Английский язык для юристов. Предпринимательское право | страница 52



A demand note is payable whenever the payee demands payment. A time note, on the other hand, is payable at some future time, on a definite date named in the instrument. Unless a note is payable in installments, the principal (face value) of the note plus interest must be paid on the date that it is due. In an installment note, the principal together with interest on the unpaid balance is payable in installments (series of payments) at specified times.

A certificate of deposit is an acknowledgment by a bank of the receipt of money and promise to pay the money back on the due date, usually with interest.

In addition to drawers of drafts and checks, makers of notes, and payees of both types of instruments, there are other parties to commercial paper. They are the bearer, the holder, the holder in due course, the endorser, the endorsee, and the acceptor.

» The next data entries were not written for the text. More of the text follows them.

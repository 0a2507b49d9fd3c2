//! Embedded schema migrations for the PostgreSQL storage backend.

use sqlx_core::migrate::{Migration, MigrationType, Migrator};
use sqlx_postgres::PgPool;
use std::borrow::Cow;
use tracing::{info, instrument};

use crate::error::{PostgresError, Result};

/// Migrations in chronological order: (version, description, sql).
macro_rules! embedded_migrations {
    () => {
        &[(
            20250301000001i64,
            "initial_schema",
            include_str!("../../migrations/20250301000001_initial_schema.sql"),
        )]
    };
}

fn build_migrations() -> Vec<Migration> {
    embedded_migrations!()
        .iter()
        .map(|(version, description, sql)| Migration {
            version: *version,
            description: Cow::Borrowed(description),
            migration_type: MigrationType::Simple,
            sql: Cow::Borrowed(sql),
            checksum: Cow::Borrowed(&[]),
            no_tx: false,
        })
        .collect()
}

/// Applies every pending migration. Applied versions are tracked in
/// `_sqlx_migrations`.
///
/// # Errors
///
/// Returns an error if a migration fails to execute.
#[instrument(skip(pool))]
pub async fn run(pool: &PgPool) -> Result<()> {
    let migrations = build_migrations();
    info!(count = migrations.len(), "Running embedded database migrations");

    let migrator = Migrator {
        migrations: Cow::Owned(migrations),
        ignore_missing: false,
        locking: true,
        no_tx: false,
    };

    migrator
        .run(pool)
        .await
        .map_err(|e| PostgresError::Migration(format!("Migration failed: {e}")))?;

    info!("Database migrations completed");

    Ok(())
}

#[cfg(test)]
mod tests {
    use super::*;

    #[test]
    fn test_migrations_are_ordered_and_non_empty() {
        let migrations = build_migrations();
        assert!(!migrations.is_empty());
        assert!(
            migrations
                .windows(2)
                .all(|pair| pair[0].version < pair[1].version)
        );
        assert!(migrations[0].sql.contains("CREATE TABLE IF NOT EXISTS users"));
        assert!(migrations[0].sql.contains("CREATE TABLE IF NOT EXISTS notes"));
    }
}
pub mod error;
pub mod id;
pub mod time;
pub mod validation;

pub use error::{CoreError, ErrorCategory, Result};
pub use id::{IdError, generate_id, parse_id};
pub use self::time::{Timestamp, now_utc};
pub use validation::{normalize_email, require_non_empty, sanitize_file_stem};
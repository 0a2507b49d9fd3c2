use std::env;

use inkpad_server::ServerBuilder;
use inkpad_server::config::loader::{DEFAULT_CONFIG_FILE, load_config};

/// How the configuration path was determined.
#[derive(Debug, Clone, Copy)]
enum ConfigSource {
    CliArgument,
    EnvironmentVariable,
    Default,
}

impl std::fmt::Display for ConfigSource {
    fn fmt(&self, f: &mut std::fmt::Formatter<'_>) -> std::fmt::Result {
        match self {
            Self::CliArgument => write!(f, "CLI argument (--config)"),
            Self::EnvironmentVariable => write!(f, "environment variable (INKPAD_CONFIG)"),
            Self::Default => write!(f, "default"),
        }
    }
}

#[tokio::main]
async fn main() {
    // .env is optional
    if let Err(e) = dotenvy::dotenv()
        && !matches!(e, dotenvy::Error::Io(ref io_err) if io_err.kind() == std::io::ErrorKind::NotFound)
    {
        eprintln!("Warning: Failed to load .env file: {e}");
    }

    inkpad_server::observability::init_tracing();

    let (config_path, source) = resolve_config_path();

    let cfg = match load_config(Some(&config_path)) {
        Ok(c) => c,
        Err(e) => {
            eprintln!("Configuration error: {e}");
            std::process::exit(2);
        }
    };

    tracing::info!(
        path = %config_path,
        source = %source,
        storage = %cfg.storage.backend,
        "Configuration loaded"
    );

    inkpad_server::observability::apply_logging_level(&cfg.logging.level);

    let server = match ServerBuilder::new().with_config(cfg).build().await {
        Ok(s) => s,
        Err(e) => {
            eprintln!("Server initialization failed: {e:#}");
            std::process::exit(2);
        }
    };

    if let Err(err) = server.run().await {
        eprintln!("Server error: {err:#}");
        std::process::exit(1);
    }
}

/// Resolve the configuration file path.
///
/// Priority order:
/// 1. CLI argument: --config <path>
/// 2. Environment variable: INKPAD_CONFIG
/// 3. Default: inkpad.toml
fn resolve_config_path() -> (String, ConfigSource) {
    let mut args = env::args().skip(1);
    while let Some(arg) = args.next() {
        if arg == "--config"
            && let Some(path) = args.next()
        {
            return (path, ConfigSource::CliArgument);
        }
    }

    if let Ok(path) = env::var("INKPAD_CONFIG")
        && !path.is_empty()
    {
        return (path, ConfigSource::EnvironmentVariable);
    }

    (DEFAULT_CONFIG_FILE.to_string(), ConfigSource::Default)
}
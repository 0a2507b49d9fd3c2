//! In-memory storage backend for the Inkpad server.
//!
//! This crate provides an in-memory implementation of the `UserStorage` and
//! `NoteStorage` traits from `inkpad-storage`, using `dashmap` for concurrent
//! access. Nothing survives a restart; it backs the test suites and
//! `storage.backend = "memory"`.
//!
//! # Example
//!
//! ```ignore
//! use inkpad_db_memory::InMemoryStorage;
//! use inkpad_storage::{NewNote, NoteStorage};
//!
//! let storage = InMemoryStorage::new();
//! let note = storage.create(NewNote::new(owner, "<p>draft</p>")).await?;
//! ```

mod storage;

pub use inkpad_storage::{NoteStorage, StorageError, UserStorage};
pub use storage::InMemoryStorage;

use inkpad_storage::{DynNoteStorage, DynUserStorage};
use std::sync::Arc;

/// Creates a fresh in-memory backend and returns it behind both storage traits.
pub fn create_storage() -> (DynUserStorage, DynNoteStorage) {
    let storage = Arc::new(InMemoryStorage::new());
    (storage.clone(), storage)
}
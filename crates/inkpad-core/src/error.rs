use thiserror::Error;

/// Core error types for Inkpad operations
#[derive(Debug, Error)]
pub enum CoreError {
    #[error("Invalid DateTime: {0}")]
    InvalidDateTime(String),

    #[error("Invalid {field}: {message}")]
    InvalidField { field: String, message: String },
}

impl CoreError {
    /// Create a new InvalidDateTime error
    pub fn invalid_date_time(datetime: impl Into<String>) -> Self {
        Self::InvalidDateTime(datetime.into())
    }

    /// Create a new InvalidField error
    pub fn invalid_field(field: impl Into<String>, message: impl Into<String>) -> Self {
        Self::InvalidField {
            field: field.into(),
            message: message.into(),
        }
    }

    /// Get error category for logging
    pub fn category(&self) -> ErrorCategory {
        match self {
            Self::InvalidDateTime(_) => ErrorCategory::Parse,
            Self::InvalidField { .. } => ErrorCategory::Validation,
        }
    }
}

/// Error categories for log classification
#[derive(Debug, Clone, Copy, PartialEq, Eq)]
pub enum ErrorCategory {
    /// A value could not be read in its wire representation.
    Parse,
    /// A well-formed value broke an input rule.
    Validation,
}

impl std::fmt::Display for ErrorCategory {
    fn fmt(&self, f: &mut std::fmt::Formatter<'_>) -> std::fmt::Result {
        match self {
            Self::Parse => write!(f, "parse"),
            Self::Validation => write!(f, "validation"),
        }
    }
}

/// Convenience result type for core operations
pub type Result<T> = std::result::Result<T, CoreError>;

#[cfg(test)]
mod tests {
    use super::*;

    #[test]
    fn test_invalid_field_error() {
        let err = CoreError::invalid_field("email", "must not be empty");
        assert_eq!(err.to_string(), "Invalid email: must not be empty");
        assert_eq!(err.category(), ErrorCategory::Validation);
    }

    #[test]
    fn test_unreadable_values_are_parse_errors() {
        assert_eq!(
            CoreError::invalid_date_time("yesterday").category(),
            ErrorCategory::Parse
        );
    }

    #[test]
    fn test_error_categories_display() {
        assert_eq!(ErrorCategory::Validation.to_string(), "validation");
        assert_eq!(ErrorCategory::Parse.to_string(), "parse");
    }
}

A bearer is a person who is in possession of a negotiable instrument that is payable to bearer or to cash. A person who is in possession of an instrument that has been indorsed in blank (by the payee's signature alone) is also a bearer. A holder is a person who is in possession of a negotiable instrument that is issued or indorsed to that person's order or to bearer. One who is a bearer is always a holder; however, one who is a holder may or may not be a bearer. A holder in due course is a holder of a negotiable instrument who is treated as favored and is given immunity from certain defenses.

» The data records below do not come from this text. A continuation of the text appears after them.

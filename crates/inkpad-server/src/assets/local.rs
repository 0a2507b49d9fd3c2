use std::path::PathBuf;

use async_trait::async_trait;
use inkpad_core::now_utc;
use rand::Rng;
use tracing::info;

use super::{AssetError, AssetHost, ImageUpload, UploadedAsset, file_extension, image_format};

/// Stores images in a directory that the server exposes at `/uploads`.
pub struct LocalDiskHost {
    dir: PathBuf,
    public_base_url: String,
}

impl LocalDiskHost {
    pub fn new(dir: PathBuf, public_base_url: String) -> Self {
        Self {
            dir,
            public_base_url: public_base_url.trim_end_matches('/').to_string(),
        }
    }

    pub fn dir(&self) -> &PathBuf {
        &self.dir
    }
}

/// `{unix_millis}-{random}{.ext}`
fn stored_file_name(file_name: &str, unix_millis: i128) -> String {
    let suffix: u32 = rand::thread_rng().gen_range(0..1_000_000_000);
    let ext = file_extension(file_name)
        .map(|e| format!(".{e}"))
        .unwrap_or_default();
    format!("{unix_millis}-{suffix}{ext}")
}

#[async_trait]
impl AssetHost for LocalDiskHost {
    async fn upload(&self, image: ImageUpload) -> Result<UploadedAsset, AssetError> {
        tokio::fs::create_dir_all(&self.dir).await?;

        let name = stored_file_name(&image.file_name, now_utc().unix_millis());
        let path = self.dir.join(&name);
        tokio::fs::write(&path, &image.bytes).await?;

        info!(path = %path.display(), bytes = image.len(), "image stored on disk");
        Ok(UploadedAsset {
            url: format!("{}/uploads/{name}", self.public_base_url),
            format: image_format(&image.file_name, &image.content_type),
            bytes: image.len() as u64,
            public_id: name,
        })
    }

    async fn ping(&self) -> Result<(), AssetError> {
        tokio::fs::create_dir_all(&self.dir).await?;
        Ok(())
    }

    fn name(&self) -> &'static str {
        "local"
    }
}
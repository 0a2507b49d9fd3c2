//! Records exchanged between the HTTP layer and storage backends.

use inkpad_core::Timestamp;
use serde::{Deserialize, Serialize};
use uuid::Uuid;

/// A registered account as held by a storage backend.
///
/// The password hash never leaves the server, so this type is not
/// `Serialize`.
#[derive(Debug, Clone, PartialEq, Eq)]
pub struct UserRecord {
    pub id: Uuid,
    pub name: String,
    /// Normalized (trimmed, lowercase) address.
    pub email: String,
    /// Argon2 PHC string.
    pub password_hash: String,
    pub created_at: Timestamp,
    pub updated_at: Timestamp,
}

/// Data needed to create an account.
#[derive(Debug, Clone)]
pub struct NewUser {
    pub name: String,
    pub email: String,
    pub password_hash: String,
}

impl NewUser {
    #[must_use]
    pub fn new(
        name: impl Into<String>,
        email: impl Into<String>,
        password_hash: impl Into<String>,
    ) -> Self {
        Self {
            name: name.into(),
            email: email.into(),
            password_hash: password_hash.into(),
        }
    }
}

/// A rich-text note owned by a single user.
///
/// Serialized with the field names the web client expects:
/// `_id`, `content`, `user`, `createdAt`, `updatedAt`.
#[derive(Debug, Clone, PartialEq, Eq, Serialize, Deserialize)]
pub struct Note {
    #[serde(rename = "_id")]
    pub id: Uuid,
    /// Opaque HTML produced by the editor.
    pub content: String,
    #[serde(rename = "user")]
    pub owner: Uuid,
    #[serde(rename = "createdAt")]
    pub created_at: Timestamp,
    #[serde(rename = "updatedAt")]
    pub updated_at: Timestamp,
}

/// Data needed to create a note.
#[derive(Debug, Clone)]
pub struct NewNote {
    pub owner: Uuid,
    pub content: String,
}

impl NewNote {
    #[must_use]
    pub fn new(owner: Uuid, content: impl Into<String>) -> Self {
        Self {
            owner,
            content: content.into(),
        }
    }
}
//! Signup and login route handlers.

use axum::{
    Json,
    extract::{State, rejection::JsonRejection},
    http::StatusCode,
};

use crate::accounts::{AccountService, AuthResponse, LoginRequest, SignupRequest};
use crate::error::AuthError;

/// `POST /api/auth/signup`
pub async fn signup_handler(
    State(accounts): State<AccountService>,
    payload: Result<Json<SignupRequest>, JsonRejection>,
) -> Result<(StatusCode, Json<AuthResponse>), AuthError> {
    let Json(request) = payload.map_err(|e| AuthError::invalid_input(e.body_text()))?;
    let response = accounts.signup(request).await?;
    Ok((StatusCode::CREATED, Json(response)))
}

/// `POST /api/auth/login`
pub async fn login_handler(
    State(accounts): State<AccountService>,
    payload: Result<Json<LoginRequest>, JsonRejection>,
) -> Result<Json<AuthResponse>, AuthError> {
    let Json(request) = payload.map_err(|e| AuthError::invalid_input(e.body_text()))?;
    Ok(Json(accounts.login(request).await?))
}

An endorser is a person who indorses a negotiable instrument. This is done in most cases by signing one's name on the back of the paper.

An endorsee is a person to whom a draft, note, or other negotiable instrument is transferred by endorsement. An acceptor is a drawee of a draft who has promised to honor the draft as presented by signing it on its face.

To be negotiable, an instrument must be signed by the maker or drawer, and must contain no conditions that might in any way affect its payment.

An instrument is conditional, and thus not negotiable, if it states that it is subject to any other agreement; paid only out of a particular fund; charged to a particular account. An instrument may state that it «arises out of» another agreement without being conditional.

In addition to being unconditional, a negotiable instrument must contain a promise to pay (as in a note) or an order to pay (as in a draft).

A negotiable instrument must be payable in a fixed (clearly known) amount of money even though it is to be paid with stated interest or by stated installments; with stated different rates of interest before and after default or a specified date; with a stated discount or addition, if paid before or after the date fixed for payment; with exchange or less exchange, whether at a fixed rate or at the current rate; or with costs of collection, an attorney's fee, or both upon default.